*ASSIGNED TASK*. Take the lines below from the first through the one that contains "pub fn encode_frame(message: &[u8])" and copy them exactly.

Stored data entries
┌──
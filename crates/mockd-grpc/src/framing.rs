//! gRPC message framing: 1-byte compression flag + 4-byte big-endian length

use bytes::Bytes;

/// Wrap one message payload in a gRPC data frame (uncompressed)
pub fn encode_frame(message: &[u8]) -> Bytes {
    let mut out = Vec::with_capacity(message.len() + 5);
    out.push(0);
    out.extend_from_slice(&(message.len() as u32).to_be_bytes());
    out.extend_from_slice(message);
    Bytes::from(out)
}

/// Split a request body into message payloads. Compressed frames and
/// truncated tails are dropped.
pub fn decode_frames(mut buf: &[u8]) -> Vec<Vec<u8>> {
    let mut frames = Vec::new();
    while buf.len() >= 5 {
        let compressed = buf[0] != 0;
        let len = u32::from_be_bytes([buf[1], buf[2], buf[3], buf[4]]) as usize;
        let Some(payload) = buf.get(5..5 + len) else {
            break;
        };
        if !compressed {
            frames.push(payload.to_vec());
        }
        buf = &buf[5 + len..];
    }
    frames
}

#[cfg(test)]
mod tests {
    use super::*;

    #[test]
    fn frame_roundtrip() {
        let frame = encode_frame(b"abc");
        let frames = decode_frames(&frame);
        assert_eq!(frames, vec![b"abc".to_vec()]);
    }

    #[test]
    fn multiple_frames() {
        let mut buf = encode_frame(b"one").to_vec();
        buf.extend_from_slice(&encode_frame(b"two"));
        assert_eq!(decode_frames(&buf).len(), 2);
    }

    #[test]
    fn truncated_tail_ignored() {
        let mut buf = encode_frame(b"whole").to_vec();
        buf.extend_from_slice(&[0, 0, 0, 0, 9, 1]);
        assert_eq!(decode_frames(&buf), vec![b"whole".to_vec()]);
    }
}
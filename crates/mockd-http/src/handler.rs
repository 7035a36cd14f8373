//! The primary listener's catch-all handler
//!
//! One port serves plain HTTP, SOAP, GraphQL, OAuth, SSE and WebSocket
//! mocks plus the stateful CRUD base paths. Requests are classified by
//! shape, dispatched against the matching protocol's mock set (falling
//! back to plain HTTP mocks), run through the chaos pipeline, and answered
//! from the winning mock's template. Total misses answer 404 with
//! near-miss diagnostics.

use crate::{graphql, oauth, response, soap, sse, stateful, ws};
use axum::extract::ws::WebSocketUpgrade;
use axum::extract::{FromRequestParts, Request, State};
use axum::http::{request::Parts, HeaderMap, StatusCode};
use axum::response::{IntoResponse, Json, Response};
use mockd_core::dispatch::{dispatch, DispatchHit, DispatchOutcome};
use mockd_core::model::MockSpec;
use mockd_core::state::ListQuery;
use mockd_core::template::TemplateContext;
use mockd_core::{
    ChaosAction, ClientCertInfo, NearMiss, Protocol, RequestLogEntry, RequestSnapshot,
    ResponseRecord, Stores,
};
use serde_json::json;
use std::collections::HashMap;
use std::sync::Arc;
use std::time::Duration;
use tokio::sync::watch;
use tracing::{debug, warn};

const MAX_BODY_BYTES: usize = 4 * 1024 * 1024;

/// Shared state for the primary listener
#[derive(Clone)]
pub struct HttpState {
    pub stores: Arc<Stores>,
    pub shutdown: watch::Receiver<bool>,
    pub rate_limiter: Option<Arc<RateLimiter>>,
}

/// Fixed-window request limiter for the `rateLimit` server option
#[derive(Debug)]
pub struct RateLimiter {
    per_second: u32,
    window: parking_lot::Mutex<(std::time::Instant, u32)>,
}

impl RateLimiter {
    pub fn new(per_second: u32) -> Self {
        Self {
            per_second,
            window: parking_lot::Mutex::new((std::time::Instant::now(), 0)),
        }
    }

    fn try_acquire(&self) -> bool {
        let mut window = self.window.lock();
        let now = std::time::Instant::now();
        if now.duration_since(window.0) >= Duration::from_secs(1) {
            *window = (now, 0);
        }
        if window.1 >= self.per_second {
            return false;
        }
        window.1 += 1;
        true
    }
}

/// Entry point wired as the router's fallback
pub async fn handle(State(state): State<HttpState>, req: Request) -> Response {
    let started = std::time::Instant::now();

    if let Some(limiter) = &state.rate_limiter {
        if !limiter.try_acquire() {
            return (
                StatusCode::TOO_MANY_REQUESTS,
                Json(json!({"error": "rate_limited"})),
            )
                .into_response();
        }
    }

    let (mut parts, body) = req.into_parts();

    if is_websocket_upgrade(&parts.headers) {
        return match WebSocketUpgrade::from_request_parts(&mut parts, &state).await {
            Ok(upgrade) => handle_ws_upgrade(state, &parts, upgrade, started).await,
            Err(rejection) => rejection.into_response(),
        };
    }

    let body = match axum::body::to_bytes(body, MAX_BODY_BYTES).await {
        Ok(bytes) => bytes,
        Err(_) => {
            return (StatusCode::PAYLOAD_TOO_LARGE, "request body too large").into_response()
        }
    };

    let mut snapshot = snapshot_from_parts(&parts, Protocol::Http);
    if !body.is_empty() {
        snapshot.body = Some(body.to_vec());
    }

    // Chaos pre-check: timeout and error rolls happen before matching work
    let decision = state.stores.chaos.decide(&snapshot.path).await;
    match decision.action {
        ChaosAction::Timeout { hold } => {
            // Hold the connection to the deadline, then end without a body
            tokio::time::sleep(hold).await;
            return StatusCode::REQUEST_TIMEOUT.into_response();
        }
        ChaosAction::Error {
            status,
            retry_after_s,
        } => {
            if let Some(latency) = decision.extra_latency {
                tokio::time::sleep(latency).await;
            }
            let status =
                StatusCode::from_u16(status).unwrap_or(StatusCode::INTERNAL_SERVER_ERROR);
            let mut response =
                (status, Json(json!({"error": "chaos_injected"}))).into_response();
            if let Some(secs) = retry_after_s {
                if let Ok(value) = secs.to_string().parse() {
                    response.headers_mut().insert("retry-after", value);
                }
            }
            log_exchange(&state, snapshot, None, response.status().as_u16(), started, vec![])
                .await;
            return response;
        }
        ChaosAction::None => {}
    }

    // Classify by shape, dispatch, falling back to plain HTTP mocks
    let class = classify(&snapshot);
    let mut near_misses: Vec<NearMiss> = Vec::new();
    let mut winner: Option<DispatchHit> = None;
    for protocol in attempt_order(class) {
        snapshot.protocol = protocol;
        let mocks = state.stores.registry.snapshot(protocol).await;
        match dispatch(&mocks, &snapshot) {
            DispatchOutcome::Matched(hit) => {
                winner = Some(hit);
                break;
            }
            DispatchOutcome::NoMatch { near_misses: misses } => near_misses.extend(misses),
        }
    }

    match winner {
        Some(hit) => {
            snapshot.path_params = hit.path_params.clone();
            state
                .stores
                .verification
                .record(&hit.mock.id, &snapshot)
                .await;
            let response =
                execute_mock(&state, &hit, &snapshot, decision.extra_latency).await;
            log_exchange(
                &state,
                snapshot,
                Some(hit.mock.id.clone()),
                response.status().as_u16(),
                started,
                vec![],
            )
            .await;
            response
        }
        None => {
            // Stateful base paths serve CRUD without any mock declared
            if let Some(response) = stateful::handle_base_path(&state.stores, &snapshot).await {
                log_exchange(
                    &state,
                    snapshot,
                    None,
                    response.status().as_u16(),
                    started,
                    vec![],
                )
                .await;
                return response;
            }
            let response = no_match_response(&near_misses);
            log_exchange(&state, snapshot, None, 404, started, near_misses).await;
            response
        }
    }
}

fn is_websocket_upgrade(headers: &HeaderMap) -> bool {
    headers
        .get("upgrade")
        .and_then(|v| v.to_str().ok())
        .is_some_and(|v| v.eq_ignore_ascii_case("websocket"))
}

/// Shape-based protocol classification for the shared listener
fn classify(snapshot: &RequestSnapshot) -> Protocol {
    if snapshot
        .header("accept")
        .is_some_and(|accept| accept.contains("text/event-stream"))
    {
        return Protocol::Sse;
    }
    let content_type = snapshot.header("content-type").unwrap_or("");
    if content_type.contains("xml") || snapshot.header("soapaction").is_some() {
        return Protocol::Soap;
    }
    if content_type.contains("x-www-form-urlencoded")
        && snapshot
            .body_text()
            .is_some_and(|body| body.contains("grant_type="))
    {
        return Protocol::OAuth;
    }
    if snapshot
        .body_json()
        .as_ref()
        .and_then(|body| body.get("query"))
        .is_some_and(serde_json::Value::is_string)
    {
        return Protocol::GraphQl;
    }
    Protocol::Http
}

fn attempt_order(class: Protocol) -> Vec<Protocol> {
    if class == Protocol::Http {
        vec![Protocol::Http]
    } else {
        vec![class, Protocol::Http]
    }
}

async fn execute_mock(
    state: &HttpState,
    hit: &DispatchHit,
    snapshot: &RequestSnapshot,
    chaos_latency: Option<Duration>,
) -> Response {
    let declared_delay = match &hit.mock.spec {
        MockSpec::Http(spec) => spec.response.delay_ms,
        MockSpec::Soap(spec) => spec.response.delay_ms,
        MockSpec::GraphQl(spec) => spec.response.delay_ms,
        _ => None,
    };
    // Delay: the larger of the mock's own delay and the chaos draw
    let mock_delay = Duration::from_millis(declared_delay.unwrap_or(0));
    let delay = chaos_latency.map_or(mock_delay, |l| l.max(mock_delay));
    if !delay.is_zero() {
        tokio::time::sleep(delay).await;
    }

    let stores = &state.stores;
    let ctx = TemplateContext::for_request(snapshot, &hit.mock.id)
        .with_sequences(&stores.sequences)
        .with_state(&stores.state);

    match &hit.mock.spec {
        MockSpec::Http(spec) => {
            if let Some(binding) = &spec.stateful {
                return stateful::handle_binding(
                    stores,
                    &binding.resource,
                    binding.action,
                    snapshot,
                )
                .await;
            }
            response::render(&spec.response, &ctx).await
        }
        MockSpec::Soap(spec) => {
            if let Some(binding) = &spec.stateful {
                let action = binding.action.unwrap_or(mockd_core::model::CrudAction::Get);
                if let Err(e) = stores
                    .state
                    .apply(
                        &binding.resource,
                        action,
                        snapshot.path_params.get("id").map(String::as_str),
                        snapshot.body_json(),
                        &ListQuery::default(),
                    )
                    .await
                {
                    warn!(error = %e, "soap stateful side-effect failed");
                    return stateful::error_response(&e);
                }
            }
            soap::respond(spec, &ctx).await
        }
        MockSpec::GraphQl(spec) => graphql::respond(spec, &ctx).await,
        MockSpec::OAuth(spec) => oauth::respond(stores, spec, snapshot).await,
        MockSpec::Sse(spec) => {
            sse::respond(
                Arc::clone(stores),
                spec.clone(),
                snapshot.clone(),
                hit.mock.id.clone(),
                state.shutdown.clone(),
            )
            .await
        }
        other => {
            debug!(protocol = %other.protocol(), "mock type not servable on the http listener");
            StatusCode::INTERNAL_SERVER_ERROR.into_response()
        }
    }
}

async fn handle_ws_upgrade(
    state: HttpState,
    parts: &Parts,
    upgrade: WebSocketUpgrade,
    started: std::time::Instant,
) -> Response {
    let snapshot = snapshot_from_parts(parts, Protocol::WebSocket);
    let mocks = state.stores.registry.snapshot(Protocol::WebSocket).await;
    match dispatch(&mocks, &snapshot) {
        DispatchOutcome::Matched(hit) => {
            state
                .stores
                .verification
                .record(&hit.mock.id, &snapshot)
                .await;
            let MockSpec::WebSocket(spec) = hit.mock.spec.clone() else {
                return StatusCode::INTERNAL_SERVER_ERROR.into_response();
            };
            log_exchange(
                &state,
                snapshot.clone(),
                Some(hit.mock.id.clone()),
                101,
                started,
                vec![],
            )
            .await;

            let stores = Arc::clone(&state.stores);
            let shutdown = state.shutdown.clone();
            let mock_id = hit.mock.id.clone();
            let upgrade = match &spec.subprotocol {
                Some(subprotocol) => upgrade.protocols([subprotocol.clone()]),
                None => upgrade,
            };
            upgrade.on_upgrade(move |socket| {
                ws::run_session(socket, spec, snapshot, mock_id, stores, shutdown)
            })
        }
        DispatchOutcome::NoMatch { near_misses } => {
            let response = no_match_response(&near_misses);
            log_exchange(&state, snapshot, None, 404, started, near_misses).await;
            response
        }
    }
}

fn snapshot_from_parts(parts: &Parts, protocol: Protocol) -> RequestSnapshot {
    let mut headers = HashMap::new();
    for (name, value) in &parts.headers {
        if let Ok(value) = value.to_str() {
            headers.insert(name.as_str().to_ascii_lowercase(), value.to_string());
        }
    }
    let query = parts
        .uri
        .query()
        .map(parse_query)
        .unwrap_or_default();

    let mut snapshot = RequestSnapshot::new(
        protocol,
        parts.method.as_str(),
        parts.uri.path(),
    )
    .with_headers(headers)
    .with_query(query);
    // mTLS subject fields arrive via a connection-level extension
    if let Some(cert) = parts.extensions.get::<ClientCertInfo>() {
        snapshot.client_cert = Some(cert.clone());
    }
    snapshot
}

fn parse_query(raw: &str) -> HashMap<String, String> {
    raw.split('&')
        .filter_map(|pair| {
            let (key, value) = pair.split_once('=').unwrap_or((pair, ""));
            if key.is_empty() {
                return None;
            }
            Some((
                crate::oauth::url_decode(key),
                crate::oauth::url_decode(value),
            ))
        })
        .collect()
}

/// 404 with near-miss diagnostics: count in a header, detail in the body
fn no_match_response(near_misses: &[NearMiss]) -> Response {
    let mut response = (
        StatusCode::NOT_FOUND,
        Json(json!({
            "error": "not_found",
            "message": "no mock matched this request",
            "nearMisses": near_misses,
        })),
    )
        .into_response();
    if let Ok(count) = near_misses.len().to_string().parse() {
        response.headers_mut().insert("x-mockd-near-misses", count);
    }
    response
}

async fn log_exchange(
    state: &HttpState,
    snapshot: RequestSnapshot,
    mock_id: Option<String>,
    status: u16,
    started: std::time::Instant,
    near_misses: Vec<NearMiss>,
) {
    let mut entry = RequestLogEntry::new(snapshot)
        .with_response(ResponseRecord::new(status))
        .with_elapsed_ms(started.elapsed().as_millis() as u64)
        .with_near_misses(near_misses);
    if let Some(mock_id) = mock_id {
        entry = entry.matched(mock_id);
    }
    state.stores.request_log.push(entry).await;
}
//! gRPC matcher: service FQN + method, metadata, decoded-field equality

use super::MatchEval;
use crate::events::RequestSnapshot;
use crate::model::GrpcMockSpec;

/// Evaluate a gRPC mock against a request snapshot.
///
/// The snapshot's `path` carries `/Service/Method`, its `headers` the
/// request metadata, and its `body` the request message already decoded to
/// field-number keyed JSON by the wire codec.
pub fn eval(spec: &GrpcMockSpec, snapshot: &RequestSnapshot) -> MatchEval {
    let mut eval = MatchEval::default();

    let (service, method) = split_path(&snapshot.path);
    if service == spec.service && method == spec.method {
        eval.pass("service/method", 2);
    } else {
        eval.fail(format!(
            "expected {}/{}, got {}/{}",
            spec.service, spec.method, service, method
        ));
    }

    for (name, expected) in &spec.metadata {
        match snapshot.header(name) {
            Some(actual) if actual == expected => {
                eval.pass(format!("metadata {name}"), 1);
            }
            Some(actual) => eval.fail(format!(
                "metadata {name} expected {expected}, got {actual}"
            )),
            None => eval.fail(format!("metadata {name} expected {expected}, missing")),
        }
    }

    if !spec.fields.is_empty() {
        let message = snapshot.body_json().unwrap_or(serde_json::Value::Null);
        for (field, expected) in &spec.fields {
            match message.get(field) {
                Some(actual) if actual == expected => {
                    eval.pass(format!("field {field}"), 1);
                }
                Some(actual) => eval.fail(format!(
                    "field {field} expected {expected}, got {actual}"
                )),
                None => eval.fail(format!("field {field} expected {expected}, missing")),
            }
        }
    }

    eval.finish()
}

/// Split `/pkg.Service/Method` into its parts
pub fn split_path(path: &str) -> (&str, &str) {
    let trimmed = path.trim_start_matches('/');
    match trimmed.split_once('/') {
        Some((service, method)) => (service, method),
        None => (trimmed, ""),
    }
}

#[cfg(test)]
mod tests {
    use super::*;
    use crate::model::Protocol;

    fn spec(service: &str, method: &str) -> GrpcMockSpec {
        GrpcMockSpec {
            port: 50051,
            service: service.to_string(),
            method: method.to_string(),
            metadata: Default::default(),
            fields: Default::default(),
            response: Default::default(),
            stateful: None,
        }
    }

    #[test]
    fn matches_on_service_and_method() {
        let snapshot = RequestSnapshot::new(Protocol::Grpc, "Foo", "/svcA.Greeter/Foo");
        assert!(eval(&spec("svcA.Greeter", "Foo"), &snapshot).matched);
        assert!(!eval(&spec("svcA.Greeter", "Bar"), &snapshot).matched);
    }

    #[test]
    fn field_equality_on_decoded_message() {
        let mut s = spec("svc.Echo", "Say");
        s.fields.insert("1".to_string(), serde_json::json!("hello"));
        let snapshot = RequestSnapshot::new(Protocol::Grpc, "Say", "/svc.Echo/Say")
            .with_body(br#"{"1":"hello"}"#.to_vec());
        assert!(eval(&s, &snapshot).matched);

        let other = RequestSnapshot::new(Protocol::Grpc, "Say", "/svc.Echo/Say")
            .with_body(br#"{"1":"bye"}"#.to_vec());
        assert!(!eval(&s, &other).matched);
    }
}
└──
*RESULT BELOW*.
filename crates/mockd-grpc/src/framing.rs
//! gRPC message framing: 1-byte compression flag + 4-byte big-endian length

use bytes::Bytes;

/// Wrap one message payload in a gRPC data frame (uncompressed)
pub fn encode_frame(message: &[u8]) -> Bytes {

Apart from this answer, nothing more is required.